2. Wash & Wax Your Motorcycle
Road grime and water spots can ruin painted surfaces, and who knows what else is lingering on your bike that can damage its components. Wash and wax your motorcycle, and spray lubricant on metal surfaces to protect them from moisture before storing it for the winter. If you have leather on your bike, a good leather treatment will keep it supple while the machine is inactive.
3. Change the Engine Oil
A large part of preparing a motorcycle for long-term winter storage involves getting the engine ready for extended hibernation. Old motorcycle oil can be acidic, and take its toll on engine parts during the winter. It's a good idea to change the oil and filter on your motorcycle before you put it away for the winter.
4. Coat Piston and Cylinder Walls with Oil
During the oil change, remove the plug wires and spark plugs, and put a spoonful of fresh oil down in the cylinder. While the plugs are still out, put the bike in gear, spin the rear tire a couple of times to turn the engine over, and coat the pistons and cylinder walls. Some oil will squirt out of the spark plug holes, so be ready for that. Reinstall the spark plugs and plug wires when everything is coated.

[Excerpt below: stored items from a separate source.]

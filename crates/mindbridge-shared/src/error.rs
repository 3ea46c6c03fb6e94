use thiserror::Error;

/// Rejected user-supplied values.
#[derive(Error, Debug, Clone, PartialEq, Eq)]
pub enum ValidationError {
    #[error("Mood must be between 1 and 5, got {0}")]
    MoodOutOfRange(i64),

    #[error("Mood is not a number: {0:?}")]
    MoodNotANumber(String),

    #[error("Unsupported language code: {0:?}")]
    UnknownLanguage(String),

    #[error("Unknown history filter: {0:?}")]
    UnknownFilter(String),
}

5. Lubricate the Motorcycle
Any point where there's movement between two parts can build upmoisture can build up moisture and do damage to your bike. The chain drive, control handles and cables should all be protected with lube. Make sure you also lubricate around the suspension system on the front forks. Get on the bike and bounce the front end up and down to work the lube into the seals in the suspension system.
6. Disconnect the Motorcycle Battery
There are two schools of thought here, and it's entirely up to you. Some people prefer to disconnect the battery and remove it from the bike. Others use a Battery Tender to maintain the charge throughout the winter months.

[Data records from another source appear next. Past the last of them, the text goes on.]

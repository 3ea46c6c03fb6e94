//! User preferences persisted as plain strings.

use std::sync::Arc;

use mindbridge_shared::constants::LANGUAGE_KEY;
use mindbridge_shared::Language;

use crate::error::Result;
use crate::storage::KeyValueStore;

pub struct Preferences {
    store: Arc<dyn KeyValueStore>,
}

impl Preferences {
    pub fn new(store: Arc<dyn KeyValueStore>) -> Self {
        Self { store }
    }

    /// The saved language, or English when nothing usable is stored.
    pub fn language(&self) -> Language {
        match self.store.get_item(LANGUAGE_KEY) {
            Ok(Some(code)) => Language::from_code(&code).unwrap_or_else(|e| {
                tracing::warn!(error = %e, "ignoring stored language preference");
                Language::default()
            }),
            Ok(None) => Language::default(),
            Err(e) => {
                tracing::error!(error = %e, "failed to read language preference");
                Language::default()
            }
        }
    }

    pub fn set_language(&self, language: Language) -> Result<()> {
        self.store.set_item(LANGUAGE_KEY, language.code())
    }
}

Where you store the bike might play a role in which path you choose. If the bike is stored indoors, you might want to use the Battery Tender. However, if you're storing the motorcycle outside, you may simply want to remove the battery.
Watch the clip below to see the Battery Tender installation and connection segment of our motorcycle winterization video.
7. Winterize the Fuel System
Besides adding a fuel stabilizer to your motorcycle's fuel tank and filling it up with fresh fuel, you'll also want to get the fuel out of the carburetor. To do this, close the fuel petcock to turn off flow to the carburetor. Then, consult the service manual to find the drain screws that get the gasoline out of the float bowls. If you're winterizing a fuel-injected motorcycle, you're in luck: there's nothing to drain.
Watch the clip below to see the fuel system treatment segment of our motorcycle winterization video.
8. Check the Coolant Levels
You should flush the cooling system every two years anyway, but if your bike is going to be stored outside where temperatures drop below freezing, make sure there's enough antifreeze in there. Never use water to winterize the cooling system, because it freezes and can seriously damage heads. Instead, make sure you use an antifreeze specially designed for motorcycles.
9. Protect the Tires
Like any other part of your motorcycle, the tires aren't immune to damage over the winter. If you have a motorcycle stand, getting the tires off the ground helps prevent flat-spotting. If you don't have a stand, use plywood or carpet under the tires to protect them from moisture. Park the motorcycle away from ozone-creating appliances such as freezers and furnaces, which can create gasses that damage rubber on the tires and elsewhere on your bike.
10. Plug Up Openings
Openings like exhaust pipes or intakes can house insects or rodents setting up camp for the winter. There are actually some specially made exhaust plugs for the openings on your motorcycle, or you can use plastic. Don't forget the plugs are in there when you're ready to ride again, as they can seriously damage your motorcycle if left on.
11. Think About Security
Make security decisions based on where your bike is being stored. Typically, storing the bike outside poses the greatest risk in terms of security, so you'll want to take precautions. There are chains, locks and other motorcycle theft deterrents available to keep your machine safe.
12. Use a Motorcycle Cover
Whether your motorcycle is being stored indoors or out, a motorcycle cover is always a great idea. The cover is almost a necessity outdoors to protect your motorcycle from the weather. But even in a garage, vehicle covers help protect your motorcycle against dirt and dust.